Moved by the desire to stop the tide of human trafficking in Nigeria, Beauty in Every Life (BIEL) Foundation, a non-profit organisation focused on empowering youths, women and children, is out to provide an alternative value proposition through life skill and entrepreneurship education. This was revealed at the inaugural interactive session organised recently in Lagos by BIEL on the danger of human trafficking.
It is alleged that many Nigerian youth and women seek greener pastures outside the shores of Nigeria. This type of migration arises because of economic hardships experienced due to the high unemployment rate in the country. However, in the process of looking for a way out of this difficulty, many have fallen victim to false international immigration promises which, in most cases, turn out to be the entry point to slavery and human trafficking. They unknowingly enter a contract to repay their agents, who later subject them to all sorts of inhumane treatment, including prostitution to repay their captors.

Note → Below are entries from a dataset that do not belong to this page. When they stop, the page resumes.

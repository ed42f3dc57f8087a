//! WebVTT.

use std::sync::LazyLock;

use regex::Regex;
use ytextract_shared::TranscriptSegment;

use crate::timestamp::parse_timestamp;

/// Inline cue markup: `<c.colorE5E5E5>`, `<00:00:01.000>`, `</c>`, `<i>` ...
static TAG_RE: LazyLock<Regex> = LazyLock::new(|| Regex::new(r"<[^>]+>").expect("tag regex"));

pub(super) fn parse(content: &str) -> Vec<TranscriptSegment> {
    let mut segments = Vec::new();
    let mut lines = content.lines().map(str::trim);

    while let Some(line) = lines.next() {
        let Some((start, end)) = line.split_once("-->") else {
            continue;
        };
        let start = parse_timestamp(start);
        // Cue settings (`align:start position:0%`) follow the end time.
        let end = parse_timestamp(end.split_whitespace().next().unwrap_or_default());

        let text_lines: Vec<&str> = lines.by_ref().take_while(|l| !l.is_empty()).collect();

        let joined = text_lines.join(" ");
        let text = TAG_RE.replace_all(&joined, "");
        let text = text.trim();
        if text.is_empty() {
            continue;
        }

        segments.push(super::segment(start, end - start, text.to_string()));
    }

    segments
}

Ebere Akadiri, the founder of BIEL Foundation said there are an estimated 20.9 million people trapped in some sort of slavery globally today. According to her, it is sometimes referred to as ‘Modern Slavery’, or ‘Human Trafficking’. “Human trafficking is present in all countries around the world but not in the same way. In order to understand and solve the trafficking problem in Nigeria, there is a need to get to the root of the matter,” said Ebere.
BIEL through its Keep Dignity Alive Project is set to tackle human trafficking, criminality, and hunger by educating and empowering Nigerian youth to come out of poverty and step into further education or self-employment. “We achieve this goal by creating awareness on the dangers of trafficking and educating Nigerian youth on the signs and prevention of trafficking.
“Train schools and communities to detect and prevent trafficking and provide entrepreneurship and life skills education for victims of trafficking and vulnerable youths. It also seeks to partner with international organizations to provide learning resources for local NGOs working in the field of human trafficking in Nigeria,” Ebere stated.
Julie Okah-Donli, the DG of NAPTIP said the agency is expecting to receive in its care another 180 victims of human trafficking this week and hope to have more of them back home for proper sensitisation and empowerment.
Okah-Donli who was represented by the director Lagos command, Daniel Atokolo stated that the 180 victims of human trafficking, mostly women and children, were brought back to the country on Thursday, October 25, from The Netherlands, Europe, Germany.
She however urged Nigerians to be careful of falling victim of human trafficking, and should rather follow then right procedure in engaging house help. “House-owners must go through registered firms to hire cooperate domestic helps, instead of enslaving young girls from the villages. This is a major form of human slavery and we are against it,” said Julie.
According to Julie, members of the public are to report any case of human abuse and help sensitize people on the dangers of human trafficking while the agency is collaborating with customs, police and federal ministries to curb human trafficking.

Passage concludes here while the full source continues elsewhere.